Les pages consa­crées à sa chute en 1943 s’avèrent véri­ta­ble­ment pas­sion­nantes. Le livre offre en effet une grille de lec­ture pour les évé­ne­ments de juillet 1943, à savoir le vote de défiance du Grand Conseil fas­ciste, sa des­ti­tu­tion par le roi, puis son arres­ta­tion. Trois trau­ma­tismes psy­cho­lo­giques en 24 heures, aux effets dévas­ta­teurs sur son esprit et sa réac­ti­vité, que Bol­lone défi­nit comme une anes­thé­sie émo­tive. Ainsi subit-il pas­si­ve­ment les évé­ne­ments. Une fois pri­son­nier sur l’île de Ponza, il semble se rap­pro­cher de la reli­gion, lui qui n’est jamais passé pour un défen­seur acharné de l’Église catho­lique (ne comparait-il pas les prêtres à des cafards ?). Pour autant, les effets du trau­ma­tisme se font encore sen­tir lors de son séjour au Gran Sassso, dans les Abruzzes, d’où les nazis finissent par le libé­rer : agres­si­vité, colère, refus de cer­tains sou­ve­nirs, sur­tout ceux liés à sa chute. Mus­so­lini retrouve certes le pou­voir avec la Répu­blique de Salo’, mais cer­tai­ne­ment pas ses talents ni sa force phy­sique et psy­cho­lo­gique. Un homme en fait brisé de l’intérieur. Mais tou­jours le charme s’exerce, notam­ment sur ses propres geô­liers, mais aussi sur les foules. Force de la pro­pa­gande bien sûr, mais Bol­lone n’écarte pas la thèse d’une mani­fes­ta­tion du syn­drome de Stockholm.

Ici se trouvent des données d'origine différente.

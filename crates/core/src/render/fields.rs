use std::fmt;

use crate::{
    format::format_time_range,
    types::{ContentBlock, Field},
};

/// Shown in place of a field whose value is absent or empty.
pub const MISSING_VALUE: &str = "N/A";

#[derive(Debug, Clone, Copy, PartialEq, Eq)]
pub struct PaletteColor {
    pub name: &'static str,
    pub hex: &'static str,
    pub rgb: (u8, u8, u8),
    /// Closest xterm-256 index, for terminals.
    pub ansi256: u8,
}

pub const PALETTE: [PaletteColor; 5] = [
    PaletteColor {
        name: "blue",
        hex: "#1976d2",
        rgb: (0x19, 0x76, 0xd2),
        ansi256: 32,
    },
    PaletteColor {
        name: "red",
        hex: "#d32f2f",
        rgb: (0xd3, 0x2f, 0x2f),
        ansi256: 160,
    },
    PaletteColor {
        name: "green",
        hex: "#388e3c",
        rgb: (0x38, 0x8e, 0x3c),
        ansi256: 28,
    },
    PaletteColor {
        name: "orange",
        hex: "#f57c00",
        rgb: (0xf5, 0x7c, 0x00),
        ansi256: 208,
    },
    PaletteColor {
        name: "purple",
        hex: "#7b1fa2",
        rgb: (0x7b, 0x1f, 0xa2),
        ansi256: 91,
    },
];

#[derive(Debug, Clone, PartialEq, Eq)]
pub struct RenderedField {
    pub name: String,
    pub value: String,
    pub color: PaletteColor,
}

impl fmt::Display for RenderedField {
    fn fmt(&self, f: &mut fmt::Formatter<'_>) -> fmt::Result {
        write!(f, "{}: {}", self.name, self.value)
    }
}

/// Presentation of the focused content block.
#[derive(Debug, Clone, PartialEq, Eq)]
pub struct BlockView {
    pub index: usize,
    pub title: String,
    pub fields: Vec<RenderedField>,
}

/// Palette slot for each name, assigned round-robin the first time a name is
/// seen. Later repeats of a name reuse its slot.
pub fn assign_colors<'a, I>(names: I) -> Vec<usize>
where
    I: IntoIterator<Item = &'a str>,
{
    let (_, slots) = names.into_iter().fold(
        (Vec::<(&str, usize)>::new(), Vec::new()),
        |(mut seen, mut slots), name| {
            let known = seen.iter().find(|(n, _)| *n == name).map(|(_, slot)| *slot);
            let slot = match known {
                Some(slot) => slot,
                None => {
                    let slot = seen.len() % PALETTE.len();
                    seen.push((name, slot));
                    slot
                }
            };
            slots.push(slot);
            (seen, slots)
        },
    );
    slots
}

fn display_value(field: &Field) -> String {
    match field.value.value_string.as_deref() {
        Some(value) if !value.is_empty() => value.to_string(),
        _ => MISSING_VALUE.to_string(),
    }
}

/// Render a block's fields as colored `name: value` entries, in field order.
pub fn render_block(block: &ContentBlock) -> Vec<RenderedField> {
    let slots = assign_colors(block.fields.iter().map(|f| f.name.as_str()));

    block
        .fields
        .iter()
        .zip(slots)
        .map(|(field, slot)| RenderedField {
            name: field.name.clone(),
            value: display_value(field),
            color: PALETTE[slot],
        })
        .collect()
}

/// Selector label of a block: `Content 3`, or `Content 3 [00:10–00:25]` when
/// the block carries a time range.
pub fn block_title(index: usize, block: &ContentBlock) -> String {
    match format_time_range(block.start_time_ms, block.end_time_ms) {
        Some(range) => format!("Content {} {}", index + 1, range),
        None => format!("Content {}", index + 1),
    }
}

pub fn render_block_view(index: usize, block: &ContentBlock) -> BlockView {
    BlockView {
        index,
        title: block_title(index, block),
        fields: render_block(block),
    }
}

La lec­ture de ce livre est fina­le­ment très sti­mu­lante. Certes, il n’apporte pas vrai­ment de connais­sances nou­velles sur le per­son­nage mais il offre une vision nou­velle, met des noms médico-techniques sur des faits connus et pré­sente une ana­lyse his­to­rique par un biais que l’historien aurait tort de négliger.

fre­de­ric le moal

   
 

Pier Luigi Baima Bol­lone, La psi­co­lo­gia di Mus­so­lini, Man­da­dori coll. “Ingran­di­menti”, avril 2007, 262 p. — 17,00 €.